Small businesses, for example, don’t need one unless the firm is a managed IT service provider. Apart from that, only medium-sized businesses and enterprises should be looking at acquiring one of these solutions.
A managed IT service provider can be a business of any size. The nature of the business revolves around providing IT services in the form of an outsourcing agreement to other organizations.
In some cases, this also means managing the IT assets for customers. If so, then it’s certainly recommended to purchase a system.
Medium-sized businesses have a series of teams that likely depend on IT resources to get their jobs done. In this case, it would present a bit of a daunting task to expect the technology team to effectively manage all the assets through a manual process.
The intent of purchasing the software system here is to relieve the IT operatives so they can focus on other tasks.
Enterprises are large and the lack of proper IT asset management is undoubtedly going to lead to exorbitant, unnecessary spending and an absolute lack of understanding and knowledge of where assets are, as well as what state they are in.
Therefore, it is paramount that large-scale enterprises invest in top-quality solutions to maximize their operational efficiency.
These systems tend to be offered in a tiered, pay per user, or pay per node model using subscription-based pricing.

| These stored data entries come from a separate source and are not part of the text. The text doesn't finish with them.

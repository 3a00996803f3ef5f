//! Execution wrapper for invoking host tooling.
//!
//! Keeps process integration isolated so the tool wrappers stay testable
//! (fake binaries, deterministic stdout parsing). Key material only ever
//! travels over stdin, never argv.

use cryptainer_core::error::{CryptainerError, CryptainerResult};
use std::env;
use std::io::{Read, Write};
use std::path::{Path, PathBuf};
use std::process::{Child, ChildStderr, ChildStdout, Command, Stdio};
use std::thread;
use std::time::{Duration, Instant};

#[derive(Debug, Clone)]
pub(crate) struct ToolCommand {
    binary: PathBuf,
    timeout: Duration,
}

#[derive(Debug)]
pub(crate) struct Output {
    pub stdout: String,
    pub stderr: String,
    pub status: i32,
}

impl ToolCommand {
    pub(crate) fn new(binary: PathBuf, timeout: Duration) -> Self {
        Self { binary, timeout }
    }

    pub(crate) fn run(&self, args: &[&str], input: Option<&[u8]>) -> CryptainerResult<Output> {
        let mut command = Command::new(&self.binary);
        command.args(args);
        command.stdout(Stdio::piped());
        command.stderr(Stdio::piped());

        if input.is_some() {
            command.stdin(Stdio::piped());
        }

        let mut child = command.spawn()?;

        if let Some(payload) = input {
            if let Some(mut stdin) = child.stdin.take() {
                stdin.write_all(payload)?;
                stdin.flush().ok();
            }
        }

        let stdout_pipe = child.stdout.take();
        let stderr_pipe = child.stderr.take();
        self.wait_with_timeout(child, stdout_pipe, stderr_pipe)
    }

    fn wait_with_timeout(
        &self,
        mut child: Child,
        stdout_pipe: Option<ChildStdout>,
        stderr_pipe: Option<ChildStderr>,
    ) -> CryptainerResult<Output> {
        let start = Instant::now();
        let stdout_handle = spawn_output_reader(stdout_pipe);
        let stderr_handle = spawn_output_reader(stderr_pipe);
        let mut exit_status = None;

        while start.elapsed() <= self.timeout {
            if let Some(status) = child.try_wait()? {
                exit_status = Some(status);
                break;
            }
            thread::sleep(Duration::from_millis(25));
        }

        if exit_status.is_none() {
            let _ = child.kill();
            let _ = child.wait();
            return Err(CryptainerError::System(format!(
                "{} timed out after {:?}",
                self.binary.display(),
                self.timeout
            )));
        }

        let stdout = stdout_handle
            .join()
            .map_err(|_| CryptainerError::System("stdout reader thread panicked".into()))??;
        let stderr = stderr_handle
            .join()
            .map_err(|_| CryptainerError::System("stderr reader thread panicked".into()))??;

        let status = exit_status.map(|s| s.code().unwrap_or(-1)).unwrap_or(-1);

        Ok(Output {
            stdout,
            stderr,
            status,
        })
    }
}

fn spawn_output_reader<R>(pipe: Option<R>) -> thread::JoinHandle<CryptainerResult<String>>
where
    R: Read + Send + 'static,
{
    thread::spawn(move || -> CryptainerResult<String> {
        if let Some(mut reader) = pipe {
            let mut buf = Vec::new();
            reader.read_to_end(&mut buf)?;
            Ok(String::from_utf8_lossy(&buf).to_string())
        } else {
            Ok(String::new())
        }
    })
}

/// Prefer stderr, fall back to stdout; tools disagree on where they complain.
pub(crate) fn output_diagnostic(output: &Output) -> String {
    let stderr = output.stderr.trim();
    let stdout = output.stdout.trim();
    if !stderr.is_empty() {
        stderr.to_string()
    } else {
        stdout.to_string()
    }
}

/// Whether the tool rejected the action verb itself (old util-linux or
/// cryptsetup releases), meaning a legacy spelling should be retried.
pub(crate) fn action_unsupported(output: &Output) -> bool {
    let diagnostic = output_diagnostic(output).to_ascii_lowercase();
    diagnostic.contains("unknown action")
        || diagnostic.contains("unknown command")
        || diagnostic.contains("invalid action")
        || diagnostic.contains("invalid command")
        || diagnostic.contains("unknown option")
}

/// Locate a tool, preferring explicit config, then `PATH`, then well-known
/// sbin locations.
pub(crate) fn resolve_binary(
    configured: Option<&str>,
    defaults: &[&str],
    name: &str,
) -> CryptainerResult<PathBuf> {
    if let Some(path) = configured.map(str::trim).filter(|value| !value.is_empty()) {
        let candidate = PathBuf::from(path);
        if candidate.exists() {
            return Ok(candidate);
        }
        return Err(CryptainerError::InvalidConfig(format!(
            "{name} binary configured at {} but missing",
            candidate.display()
        )));
    }

    if let Some(path) = find_in_path(name) {
        return Ok(path);
    }

    for candidate in defaults {
        let path = Path::new(candidate);
        if path.exists() {
            return Ok(path.to_path_buf());
        }
    }

    Err(CryptainerError::InvalidConfig(format!(
        "unable to locate {name} binary; tried PATH and {defaults:?}"
    )))
}

fn find_in_path(binary: &str) -> Option<PathBuf> {
    let paths = env::var_os("PATH")?;
    env::split_paths(&paths).find_map(|dir| {
        let candidate = dir.join(binary);
        if candidate.exists() {
            Some(candidate)
        } else {
            None
        }
    })
}
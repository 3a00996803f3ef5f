//! Invoking-user capture and ownership fixing.
//!
//! The manager frequently runs elevated (loop attach and mount require it),
//! but backing files, mountpoints, and the registry belong to the person who
//! ran the tool. `Ownership` is resolved once when configuration is loaded
//! and threaded through every component call.

use crate::error::{CryptainerError, CryptainerResult};
use std::env;
use std::ffi::CString;
use std::os::unix::ffi::OsStrExt;
use std::path::Path;

/// Uid/gid pair the manager hands created resources to.
#[derive(Debug, Clone, Copy, PartialEq, Eq)]
pub struct Ownership {
    pub uid: u32,
    pub gid: u32,
}

impl Ownership {
    /// Resolve the invoking user: the sudo caller when running elevated,
    /// otherwise the effective uid/gid of this process.
    pub fn invoking_user() -> Self {
        let uid = env::var("SUDO_UID")
            .ok()
            .and_then(|raw| raw.trim().parse::<u32>().ok())
            .unwrap_or_else(|| unsafe { libc::geteuid() });
        let gid = env::var("SUDO_GID")
            .ok()
            .and_then(|raw| raw.trim().parse::<u32>().ok())
            .unwrap_or_else(|| unsafe { libc::getegid() });
        Self { uid, gid }
    }

    /// Hand `path` to the captured user.
    pub fn apply(&self, path: &Path) -> CryptainerResult<()> {
        let raw = CString::new(path.as_os_str().as_bytes()).map_err(|_| {
            CryptainerError::InvalidConfig(format!(
                "path {} contains an interior NUL byte",
                path.display()
            ))
        })?;
        let rc = unsafe { libc::chown(raw.as_ptr(), self.uid, self.gid) };
        if rc != 0 {
            return Err(CryptainerError::Io(std::io::Error::last_os_error()));
        }
        Ok(())
    }
}

impl Default for Ownership {
    fn default() -> Self {
        Self::invoking_user()
    }
}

The tiered model pricing tends to start at around $25 per managed user per month. It increases as more features are requested.
The pay per user model can run anywhere between $9 and $99 per user per month. Finally, there is the pay per node model that may see you pay as little as $2 per node or several thousand dollars for unlimited nodes.
Note that enterprise-grade pricing often differs and requires you to request a specific quote, which you are provided after a salesperson scopes your business.